Valle del Pingo (english)
An attractive more wild tour offering a perfect alternative to the other far more popular areas of the park. it is also good conditioning before taking on the circuit or other longer treks in the park.
October to April
Drive out of the Administration at Rio Serrano and take the first left then the first right onto a good quality gravel road. Drive to the end at Hostal Lago Grey
By public transport
You can radio in a transfer from the administration but these cost a hefty $9000 per person. If there is only a few of you hitch hiking is a better option as the road is well used. Hiking it is really not recommended as it's 17km of fairly boring road walking.
A sign post from the car park to campmento Pingo directs you down the well marked trail with regular orange sign posts. The route to Pingo is an easy 3km in a sheltered valley. At Pingo there is a camp ground, an abandoned refugio and good views of Cerro Paine Grande. Keep following the trail as it follows the river before ascending into beech forest. There is a very short side to trip to the right of the path before a bridge to Cascada salto (waterfall waterfall!?) which is well worth exploring. After this the trail climbs roughly 200m into thick attractive forest which gets a little dull after a while. The trail continues bumpily along before descending to reach the turn off for Pingo falls 7km from campamento Pingo. Here you can take another worthwhile 1km diversion to the noisy Pingo falls where the river thunders down over the rocks. Once back on the trail it's a fairly flat further 2.5km to campamento Zapata on a picturesque bend in the river (the Refugio was burnt down a few years ago no matter what your map and the one in the administration! says).The campsite is in a beautiful grassy clearing with a fine view of the Paine massif behind. The nicest pitches are in a little alcove of trees close to the river. From the campsite it's a quick and easy 3km to mirador Zapata from where you can get fantastic views over the whole valley and of Lago and glacier Pingo in the distance. Since this is only a short walk from the campsite there are plenty of further options to occupy you if you stay at the campsite for the whole day. The first and most obvious is to descend to the laguna below and round to the left. If you don't mind getting wet and the waters are low you can get around the two inlets to the laguna and up onto the South Patagonia Ice Field beyond or up Cerro Zapata, a none technical peak of 1533m (wind permitting). This is best done in late summer when the rivers will be lower. Another option is to follow the path from just before the mirador when it branches. A faint trail leads along the side of the valley and then descends to the remote Laguna Los Tres.

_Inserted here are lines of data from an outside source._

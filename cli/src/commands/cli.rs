use std::path::PathBuf;

use clap::{Args as ClapArgs, Parser, Subcommand};

#[derive(Parser, Debug)]
#[command(name = "ollama-task", version, about = "Run Ollama command tasks with a persistent model cache")]
pub struct Args {
    #[command(subcommand)]
    pub command: Commands,

    /// App config file. Defaults to ~/.ollama-task/config.toml, then ./config.toml.
    #[arg(long, global = true)]
    pub config: Option<PathBuf>,
}

#[derive(ClapArgs, Debug, Clone)]
pub struct RunArgs {
    /// Task definition (TOML).
    pub task: PathBuf,

    /// Template variables for the task's properties (KEY=VALUE).
    /// Can be specified multiple times.
    #[arg(long = "var", action = clap::ArgAction::Append)]
    pub vars: Vec<String>,

    /// Keep the run's working directory.
    #[arg(long, default_value_t = false)]
    pub keep_workdir: bool,

    /// Print the result as JSON.
    #[arg(long, default_value_t = false)]
    pub json: bool,
}

#[derive(Subcommand, Debug)]
pub enum Commands {
    /// Execute the task.
    Run(RunArgs),
    /// Print the planned execution request without running anything.
    Plan(RunArgs),
}
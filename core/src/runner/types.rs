use std::collections::HashMap;
use std::fmt;
use std::path::PathBuf;

use serde::{Deserialize, Serialize};

use crate::error::RunnerError;

/// Binding of a durable storage location (named volume or host path) into the runner.
#[derive(Debug, Clone, PartialEq, Eq, Serialize, Deserialize)]
pub struct VolumeMount {
    pub source: String,
    pub target: String,
    #[serde(default)]
    pub read_only: bool,
}

impl VolumeMount {
    pub fn new(source: impl Into<String>, target: impl Into<String>) -> Self {
        Self {
            source: source.into(),
            target: target.into(),
            read_only: false,
        }
    }

    /// Parses docker's `source:target[:ro|rw]` form.
    pub fn parse(spec: &str) -> Result<Self, RunnerError> {
        let parts: Vec<&str> = spec.split(':').collect();
        let (source, target, read_only) = match parts.as_slice() {
            [s, t] => (*s, *t, false),
            [s, t, "ro"] => (*s, *t, true),
            [s, t, "rw"] => (*s, *t, false),
            _ => {
                return Err(RunnerError::Config(format!(
                    "invalid volume '{}' (expected source:target[:ro|rw])",
                    spec
                )))
            }
        };
        if source.trim().is_empty() || target.trim().is_empty() {
            return Err(RunnerError::Config(format!(
                "invalid volume '{}' (empty source or target)",
                spec
            )));
        }
        Ok(Self {
            source: source.to_string(),
            target: target.to_string(),
            read_only,
        })
    }
}

impl fmt::Display for VolumeMount {
    fn fmt(&self, f: &mut fmt::Formatter<'_>) -> fmt::Result {
        write!(f, "{}:{}", self.source, self.target)?;
        if self.read_only {
            f.write_str(":ro")?;
        }
        Ok(())
    }
}

/// What a runner needs to start one session.
#[derive(Debug, Clone)]
pub struct RunnerStartArgs {
    /// e.g. `["/bin/sh", "-c"]`; the script is appended as the last argument.
    pub interpreter: Vec<String>,
    pub script: String,
    pub envs: HashMap<String, String>,
    /// Host directory the commands run in; output files are read back from here.
    pub working_dir: PathBuf,
    /// Overrides the runner's own image, for runners that have one.
    pub container_image: Option<String>,
}

#[derive(Debug, Clone, Serialize, Deserialize)]
pub struct RunOutcome {
    pub exit_code: i32,
    pub duration_ms: Option<u64>,
    pub stdout_tail: String,
    pub stderr_tail: String,
}

#[cfg(test)]
mod tests {
    use super::*;

    #[test]
    fn parses_and_displays_volume_specs() {
        let v = VolumeMount::parse("ollama-models:/root/.ollama").unwrap();
        assert_eq!(v, VolumeMount::new("ollama-models", "/root/.ollama"));
        assert_eq!(v.to_string(), "ollama-models:/root/.ollama");

        let ro = VolumeMount::parse("/etc/ssl:/etc/ssl:ro").unwrap();
        assert!(ro.read_only);
        assert_eq!(ro.to_string(), "/etc/ssl:/etc/ssl:ro");
    }

    #[test]
    fn rejects_malformed_volume_specs() {
        assert!(VolumeMount::parse("just-a-name").is_err());
        assert!(VolumeMount::parse(":/target").is_err());
        assert!(VolumeMount::parse("a:b:c:d").is_err());
    }
}
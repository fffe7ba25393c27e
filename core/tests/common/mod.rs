#![allow(dead_code)]

use std::collections::BTreeMap;
use std::sync::Mutex;

use async_trait::async_trait;
use ollama_task_core::api::{
    CommandExecutor, ExecutionRequest, RunnerSession, RunnerStartArgs, ScriptOutput, StorageUri,
    TaskError, TaskRunner, VolumeMount,
};

/// Container-like runner: accepts mounts, never starts.
#[derive(Debug, Clone, Default)]
pub struct FakeContainerRunner {
    pub volumes: Vec<VolumeMount>,
}

impl FakeContainerRunner {
    pub fn with_existing(volumes: Vec<VolumeMount>) -> Box<dyn TaskRunner> {
        Box::new(Self { volumes })
    }
}

#[async_trait]
impl TaskRunner for FakeContainerRunner {
    fn name(&self) -> &str {
        "fake-container"
    }

    fn supports_volume_mounts(&self) -> bool {
        true
    }

    fn volumes(&self) -> &[VolumeMount] {
        &self.volumes
    }

    fn with_volumes(&self, volumes: Vec<VolumeMount>) -> Option<Box<dyn TaskRunner>> {
        Some(Box::new(Self { volumes }))
    }

    fn box_clone(&self) -> Box<dyn TaskRunner> {
        Box::new(self.clone())
    }

    async fn start_session(&self, _args: &RunnerStartArgs) -> anyhow::Result<Box<dyn RunnerSession>> {
        anyhow::bail!("fake runner cannot start sessions")
    }
}

/// Runner without mount support.
#[derive(Debug, Clone, Default)]
pub struct FakeLocalRunner;

#[async_trait]
impl TaskRunner for FakeLocalRunner {
    fn name(&self) -> &str {
        "fake-local"
    }

    fn box_clone(&self) -> Box<dyn TaskRunner> {
        Box::new(self.clone())
    }

    async fn start_session(&self, _args: &RunnerStartArgs) -> anyhow::Result<Box<dyn RunnerSession>> {
        anyhow::bail!("fake runner cannot start sessions")
    }
}

/// What the executor was handed, without the runner box.
#[derive(Debug, Clone)]
pub struct SeenRequest {
    pub script: String,
    pub commands: Vec<String>,
    pub before_commands: Option<Vec<String>>,
    pub volumes: Vec<VolumeMount>,
    pub output_files: Vec<String>,
}

/// Records requests and answers with a fixed exit code, "storing" every declared output.
#[derive(Default)]
pub struct RecordingExecutor {
    pub exit_code: i32,
    pub seen: Mutex<Vec<SeenRequest>>,
}

impl RecordingExecutor {
    pub fn exiting_with(exit_code: i32) -> Self {
        Self {
            exit_code,
            seen: Mutex::new(Vec::new()),
        }
    }

    pub fn calls(&self) -> Vec<SeenRequest> {
        self.seen.lock().unwrap().clone()
    }
}

#[async_trait]
impl CommandExecutor for RecordingExecutor {
    async fn execute(&self, request: ExecutionRequest) -> Result<ScriptOutput, TaskError> {
        let output_files: BTreeMap<String, StorageUri> = request
            .output_files
            .iter()
            .map(|name| {
                let path = std::path::PathBuf::from("/store/run-1").join(name);
                (name.clone(), StorageUri::from_path(&path))
            })
            .collect();

        self.seen.lock().unwrap().push(SeenRequest {
            script: request.script(),
            commands: request.commands.clone(),
            before_commands: request.before_commands.clone(),
            volumes: request.runner.volumes().to_vec(),
            output_files: request.output_files.iter().cloned().collect(),
        });

        Ok(ScriptOutput {
            run_id: "run-1".to_string(),
            exit_code: self.exit_code,
            output_files,
            duration_ms: Some(1),
            stdout_tail: String::new(),
        })
    }
}

pub fn commands(list: &[&str]) -> Vec<String> {
    list.iter().map(|s| s.to_string()).collect()
}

Finally the route to Lago and glacier Pingo no longer exists (despite being labelled on most maps) as a bridge on the path kept being washed away but for experienced navigators who don't mind getting wet it should still be possible when the rivers are at their lowest (although the path from the campsite is already overgrown and unclear). Go back to Lago Grey the way you came.
It takes 3-4 hours to get from Lago Grey to Zapata and another 45 minutes to an hour to get to the mirador, back is roughly the same times as the amount of accent is similar.
Embrassingly for Chilean pride the best map of Torres Del Paine, images of which you can't escape in Chilean culture and tourism, is an Argentine one. Zaiger and Urrupty produce a clear and more importnately up-to-date map of the park complete with technical and some wilderness routes. Maps available in hiking and tourist shops in Chile (e.g. JLM) are universally out of date marking refugios and paths where they no longer exist. They often also disagree on the lengths of routes. The map given to you at the entrance of the park is preferable simply because it is up to date however it is on a large scale, very simple and with few contour markings. given the general confusion surrounding the lenghts of route it is large to tell whether these are accurate.
Permits and Fees
Only what the Park charges $4000 for Chileans $15000 for Gringos
-Given the stunning views from the mirador and the fairly boring route to get from Pingo to Zapata it really is only worth doing this walk if you go all the way to the mirador. While the walk can be done in a day it would be a long and very strenuous one. Another option is to camp at Pingo but even then it's a long day hike. The best option is to camp at Zapata, a beautiful campsite that you will probably have to yourselves, and then do the mirador and back to Pingo the second day. The three day option would be do one of the longer day options from Zapata.
-You will more than likely be doing this trek before or after a longer one in the central area of the park. To avoid lugging vast amounts of unnecessary food around you can store food and whatever else you might want to at the administration for without charge.
-Unlike the majority of campsites in the rest of the park there are no facilities at Zapata and are little visited, so for this hike you will have to be better prepared for camping in the wilderness whatever the weather. Any of the treks beyond mirador zapata also require a high level of skill and experience.